Overexpression of the acrAB genes regulated by RamA and overexpression of oqxAB regulated by RarA has been reported to mediate multidrug resistance in gram-negative bacilli. In this study, the regulation of acrAB and oqxAB simultaneously by the global regulator RamA was investigated in a multidrug resistant Klebsiella pneumoniae clinical isolate (KP22) resistant to tigecycline and other antimicrobials. KP22 overexpressed ramA due to a ramR mutation, along with an unexpected overexpression of oqxB. Deletion of ramA led to a 16-fold decrease in tigecycline MIC with down-expression of acrB (4.3-fold) and oqxB (7.1-fold) compared to KP22. Trans-complementation of KP22∆ramA with the wild-type ramA gene restored tigecycline MIC and upregulation of the acrB and oqxB genes (acrB, 3.9-fold; oqxB, 4.0-fold compared to KP22).
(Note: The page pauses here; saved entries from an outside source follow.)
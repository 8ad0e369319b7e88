//! Identity & Address step rendering

use ratatui::{
    buffer::Buffer,
    layout::Rect,
    style::{Modifier, Style},
    text::{Line, Span},
    widgets::{Paragraph, Widget},
};

use crate::data::{DocumentType, FormStore, UploadSlot};
use crate::form::{FieldName, Focus, IdentityStep, CNIC_PLACEHOLDER};

use super::text_input::TextInput;
use super::{
    ACCENT_ERROR, ACCENT_PRIMARY, ACCENT_SUCCESS, TEXT_MUTED, TEXT_PRIMARY, TEXT_SECONDARY,
};

pub const STEP_TITLE: &str = "Identity & Address";
const SUBTITLE: &str = "Verify your identity and provide current address";
const ADDRESS_PLACEHOLDER: &str = "Enter your complete address";
const PASSPORT_PLACEHOLDER: &str = "AB1234567";
const PROVINCE_PLACEHOLDER: &str = "Select Province/State";

/// Columns taken by the focus marker and label
const LABEL_WIDTH: u16 = 22;

pub struct IdentityStepView<'a> {
    step: &'a IdentityStep,
    store: &'a FormStore,
}

impl<'a> IdentityStepView<'a> {
    pub fn new(step: &'a IdentityStep, store: &'a FormStore) -> Self {
        Self { step, store }
    }
}

/// Row-by-row painter over the step area
struct Rows<'b> {
    area: Rect,
    y: u16,
    buf: &'b mut Buffer,
}

impl Rows<'_> {
    fn next_row(&mut self) -> Option<Rect> {
        if self.y >= self.area.bottom() {
            return None;
        }
        let row = Rect::new(self.area.x, self.y, self.area.width, 1);
        self.y += 1;
        Some(row)
    }

    fn line(&mut self, line: Line<'_>) {
        if let Some(row) = self.next_row() {
            Paragraph::new(line).render(row, self.buf);
        }
    }

    fn blank(&mut self) {
        self.y = self.y.saturating_add(1);
    }

    /// Label column for a field; returns the value column
    fn labelled(&mut self, label: &str, focused: bool) -> Option<Rect> {
        let row = self.next_row()?;
        let (marker, style) = if focused {
            (
                "› ",
                Style::default()
                    .fg(ACCENT_PRIMARY)
                    .add_modifier(Modifier::BOLD),
            )
        } else {
            ("  ", Style::default().fg(TEXT_SECONDARY))
        };
        Paragraph::new(Line::from(vec![
            Span::styled(marker, style),
            Span::styled(label.to_string(), style),
        ]))
        .render(row, self.buf);

        let label_width = LABEL_WIDTH.min(row.width);
        Some(Rect::new(
            row.x + label_width,
            row.y,
            row.width - label_width,
            1,
        ))
    }

    fn error(&mut self, message: Option<String>) {
        let Some(message) = message else {
            return;
        };
        if let Some(row) = self.next_row() {
            let indent = " ".repeat(LABEL_WIDTH as usize);
            Paragraph::new(Line::from(vec![
                Span::raw(indent),
                Span::styled(format!("⚠ {}", message), Style::default().fg(ACCENT_ERROR)),
            ]))
            .render(row, self.buf);
        }
    }
}

fn selector_line(value: &str, placeholder: &str, focused: bool) -> Line<'static> {
    let arrows = if focused {
        Style::default().fg(ACCENT_PRIMARY)
    } else {
        Style::default().fg(TEXT_MUTED)
    };
    let value = if value.is_empty() {
        Span::styled(placeholder.to_string(), Style::default().fg(TEXT_MUTED))
    } else {
        Span::styled(value.to_string(), Style::default().fg(TEXT_PRIMARY))
    };
    Line::from(vec![
        Span::styled("‹ ", arrows),
        value,
        Span::styled(" ›", arrows),
    ])
}

fn radio_line(selected: DocumentType) -> Line<'static> {
    let mut spans = Vec::new();
    for (i, option) in [DocumentType::Cnic, DocumentType::Passport]
        .into_iter()
        .enumerate()
    {
        if i > 0 {
            spans.push(Span::raw("   "));
        }
        let (mark, style) = if option == selected {
            ("(•) ", Style::default().fg(TEXT_PRIMARY))
        } else {
            ("( ) ", Style::default().fg(TEXT_MUTED))
        };
        spans.push(Span::styled(format!("{}{}", mark, option.label()), style));
    }
    Line::from(spans)
}

impl Widget for IdentityStepView<'_> {
    fn render(self, area: Rect, buf: &mut Buffer) {
        let form = self.store.get();
        let focus = self.step.focus();
        let cursor = self.step.cursor_position(self.store);
        let text_style = Style::default().fg(TEXT_PRIMARY);
        let placeholder_style = Style::default().fg(TEXT_MUTED);
        let error_text = |field: FieldName| self.step.error(field).map(|e| e.to_string());

        let mut rows = Rows { area, y: area.y, buf };

        rows.line(Line::from(Span::styled(
            STEP_TITLE,
            Style::default()
                .fg(TEXT_PRIMARY)
                .add_modifier(Modifier::BOLD),
        )));
        rows.line(Line::from(Span::styled(
            SUBTITLE,
            Style::default().fg(TEXT_MUTED),
        )));
        rows.blank();

        let focused = focus == Focus::Address;
        if let Some(value_area) = rows.labelled("Complete Address", focused) {
            TextInput::new(&form.complete_address)
                .cursor(if focused { cursor } else { None })
                .placeholder(ADDRESS_PLACEHOLDER, placeholder_style)
                .style(text_style)
                .render(value_area, rows.buf);
        }
        rows.error(error_text(FieldName::CompleteAddress));

        let focused = focus == Focus::Country;
        if let Some(value_area) = rows.labelled("Country", focused) {
            Paragraph::new(selector_line(form.country.label(), "", focused))
                .render(value_area, rows.buf);
        }

        let focused = focus == Focus::Province;
        if let Some(value_area) = rows.labelled("Province/State", focused) {
            Paragraph::new(selector_line(&form.province, PROVINCE_PLACEHOLDER, focused))
                .render(value_area, rows.buf);
        }

        if let Some(value_area) = rows.labelled("Document Type", focus == Focus::DocumentType) {
            Paragraph::new(radio_line(form.document_type)).render(value_area, rows.buf);
        }

        let focused = focus == Focus::DocumentNumber;
        let (label, value, placeholder, field) = match form.document_type {
            DocumentType::Cnic => ("CNIC Number", &form.cnic, CNIC_PLACEHOLDER, FieldName::Cnic),
            DocumentType::Passport => (
                "Passport Number",
                &form.passport,
                PASSPORT_PLACEHOLDER,
                FieldName::Passport,
            ),
        };
        if let Some(value_area) = rows.labelled(label, focused) {
            TextInput::new(value)
                .cursor(if focused { cursor } else { None })
                .placeholder(placeholder, placeholder_style)
                .style(text_style)
                .render(value_area, rows.buf);
        }
        rows.error(error_text(field));

        rows.blank();
        let heading = match form.document_type {
            DocumentType::Cnic => "Upload CNIC Photos (Both sides required)",
            DocumentType::Passport => "Upload Passport",
        };
        rows.line(Line::from(Span::styled(
            heading,
            Style::default().fg(TEXT_SECONDARY),
        )));

        for slot in UploadSlot::for_document(form.document_type) {
            let focused = focus == Focus::Upload(*slot);
            let Some(value_area) = rows.labelled(slot.label(), focused) else {
                break;
            };
            let button_style = if focused {
                Style::default()
                    .fg(ACCENT_PRIMARY)
                    .add_modifier(Modifier::REVERSED)
            } else {
                Style::default().fg(TEXT_SECONDARY)
            };
            let status = match form.attachment(*slot) {
                Some(file) => Span::styled(
                    format!("✓ {}", file.name),
                    Style::default().fg(ACCENT_SUCCESS),
                ),
                None => Span::styled("No file chosen", placeholder_style),
            };
            Paragraph::new(Line::from(vec![
                Span::styled("[ Choose file ]", button_style),
                Span::raw("  "),
                status,
            ]))
            .render(value_area, rows.buf);
        }
    }
}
When oqxB was knocked out, MICs of ciprofloxacin, olaquindox and nitrofurantoin were considerably decreased while deletion of acrB led to MIC decreases for cefepime, piperacillin/tazobactam and tigecycline in addition to the above 3 antimicrobials. The results of electrophoretic mobility shift assay showed that RamA could bind the promoter regions of both the acrAB and oqxAB operons. This study demonstrates for the first time that RamA can directly regulate multidrug resistance efflux pumps AcrAB and OqxAB in K. pneumoniae.